New lab notebook for project updates: RDS_2012_ProjectLog

Telecon notes/minutes: Meetings

1.1  Background

Discussions with Robotic Drilling Systems (RDS), AS (formerly Seabed Rig) indicate a need for:

1. sensing of gripper/tool for contacts, slippage, etc -- RDS want to know when an expected grip has been made, when something is held securely and when something starts to slip. Object/world slippage might be normal and expected; object/hand slippage might be undesirable and an example of the kind of thing the Divergence Alert System (see below) should attend to. The physical scale is quite large (e.g. for the "roughneck").
2. a "Divergence Alert System" -- This is a sensor fusion problem in which various sensors (contact, cameras, laser range finding, acoustic, etc.) are used to provide a sense at each instant of whether the system is functioning as expected and, if not, to alert human operators or supervisors about the nature of the "divergence."
3. human interface -- the problem here is to address how exactly will the divergence alert system and other elements display information through a combination of text, augmented reality graphics, haptics, etc.

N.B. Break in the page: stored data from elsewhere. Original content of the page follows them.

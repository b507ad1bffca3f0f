// Websocket push channel: `GET /ws/msg`.
//
// The upgrade registers the connection with the hub; `handler` then owns
// the socket until the client leaves or the hub cancels it.

mod handler;

use axum::{
    extract::{State, WebSocketUpgrade},
    http::HeaderMap,
    response::IntoResponse,
    routing::get,
    Router,
};
use tracing::debug;
use uuid::Uuid;

use crate::{
    error::{request_id_from_headers_or_generate, with_request_id_scope},
    hub::BroadcastHub,
};

pub const CONNECTION_ID_HEADER: &str = "id";
pub const MAX_FRAME_BYTES: usize = 64 * 1024;

pub fn router(hub: BroadcastHub) -> Router {
    Router::new().route("/ws/msg", get(ws_upgrade)).with_state(hub)
}

pub async fn ws_upgrade(
    State(hub): State<BroadcastHub>,
    headers: HeaderMap,
    ws: WebSocketUpgrade,
) -> impl IntoResponse {
    let conn_id = connection_id_from_headers(&headers);
    let request_id = request_id_from_headers_or_generate(&headers);
    debug!(conn_id = %conn_id, "websocket upgrade requested");

    ws.max_frame_size(MAX_FRAME_BYTES).on_upgrade(move |socket| async move {
        let handle = hub.connect(&conn_id).await;
        with_request_id_scope(request_id, handler::forward_messages(hub, handle, socket)).await;
    })
}

/// Connection id from the `id` header, or a fresh UUID when absent or blank.
pub fn connection_id_from_headers(headers: &HeaderMap) -> String {
    headers
        .get(CONNECTION_ID_HEADER)
        .and_then(|value| value.to_str().ok())
        .map(str::trim)
        .filter(|value| !value.is_empty())
        .map(ToOwned::to_owned)
        .unwrap_or_else(|| Uuid::new_v4().to_string())
}

#[cfg(test)]
mod tests {
    use super::*;
    use axum::http::HeaderValue;

    #[test]
    fn connection_id_comes_from_header() {
        let mut headers = HeaderMap::new();
        headers.insert(CONNECTION_ID_HEADER, HeaderValue::from_static("dashboard-1"));
        assert_eq!(connection_id_from_headers(&headers), "dashboard-1");
    }

    #[test]
    fn blank_or_missing_header_generates_uuid() {
        let mut headers = HeaderMap::new();
        let generated = connection_id_from_headers(&headers);
        assert!(Uuid::parse_str(&generated).is_ok());

        headers.insert(CONNECTION_ID_HEADER, HeaderValue::from_static("   "));
        let generated = connection_id_from_headers(&headers);
        assert!(Uuid::parse_str(&generated).is_ok());
    }

    #[test]
    fn generated_ids_are_unique() {
        let headers = HeaderMap::new();
        assert_ne!(connection_id_from_headers(&headers), connection_id_from_headers(&headers));
    }
}
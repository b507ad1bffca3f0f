// Bearer-authenticated REST routes.
//
// User routes only need a valid token; admin routes additionally require
// the `admin` claim.

mod admin;
mod user;

use axum::{
    middleware,
    routing::{get, patch, post},
    Router,
};

use crate::{
    auth::middleware::{require_admin, require_bearer_auth},
    state::RelayState,
};

pub fn router(state: RelayState) -> Router {
    let admin_routes = Router::new()
        .route("/api/admin/onlines", get(admin::list_online_users))
        .route("/api/admin/broadcast", post(admin::broadcast))
        .route("/api/admin/send", post(admin::send_to_connection))
        .route_layer(middleware::from_fn(require_admin));

    Router::new()
        .route("/api/user/heartbeats", patch(user::heartbeats))
        .route("/api/sign-out", get(user::sign_out))
        .merge(admin_routes)
        .route_layer(middleware::from_fn_with_state(state.auth_gate(), require_bearer_auth))
        .with_state(state)
}
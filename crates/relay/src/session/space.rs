// Per-user working directory handed out at sign-in.

use std::path::{Path, PathBuf};

use anyhow::Context;

/// Handle on `<root>/<user_id>`. The directory is created when the space
/// is opened and left on disk when the handle is released.
#[derive(Debug, Clone, PartialEq, Eq)]
pub struct UserSpace {
    user_id: String,
    dir: PathBuf,
}

impl UserSpace {
    pub async fn open(root: &Path, user_id: &str) -> anyhow::Result<Self> {
        validate_user_segment(user_id)?;
        let dir = root.join(user_id);
        tokio::fs::create_dir_all(&dir)
            .await
            .with_context(|| format!("failed to allocate user space at {}", dir.display()))?;
        Ok(Self { user_id: user_id.to_owned(), dir })
    }

    pub fn user_id(&self) -> &str {
        &self.user_id
    }

    pub fn dir(&self) -> &Path {
        &self.dir
    }
}

fn validate_user_segment(user_id: &str) -> anyhow::Result<()> {
    let trimmed = user_id.trim();
    if trimmed.is_empty()
        || trimmed != user_id
        || user_id == "."
        || user_id == ".."
        || user_id.contains(['/', '\\', '\0'])
    {
        anyhow::bail!("user id '{user_id}' cannot name a user space directory");
    }
    Ok(())
}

The first item is relatively focused and is a direct extension of work Barrett and Alice are starting in August 2012. The second two will probably involve CDR in more of a consulting or advising role. They involve a big system for which we certainly will have useful advice, but are at a scale and complexity were we cannot build much, except for "proof of concept" demonstrations for particular ideas or targeted examples.

For some sensing background see the 13Aug2012 sensing slides from the Red Sea Robotics project.

from Roald Valen's email in the spring:

1.2  Proposed Timeline, Tasks, Deliverables

Assume a start date in October or November of 2012

Q1

Slip Sensing

• Initial prototyping and testing of slip sensing approaches. PVDF is one leading candidate, but it is also worth looking at sensors based on physical displacement (see Ulmen & Cutkosky chapter on Dynamic Tactile Sensing for "Motion Detection" examples).
• Initial PVDF sensor design for a fractional scale metal gripper that can grip pipes and similar objects. This sensor will be adapted from previous work (e.g. Dennerlein et al. and the Red Sea Robotics projects). See Figure at right for summary of the Dennerlein et al. approach.
• Initial tests of PVDF and/or competing approaches. We wish to obtain better ability to discriminate between hand/object and object/world slippage than in the case of Dennerlein et al. At the same time, we need greater physical robustness and tolerance of high grasping forces than is required for the Red Sea Robotics hand and most other robotic slip detection schemes.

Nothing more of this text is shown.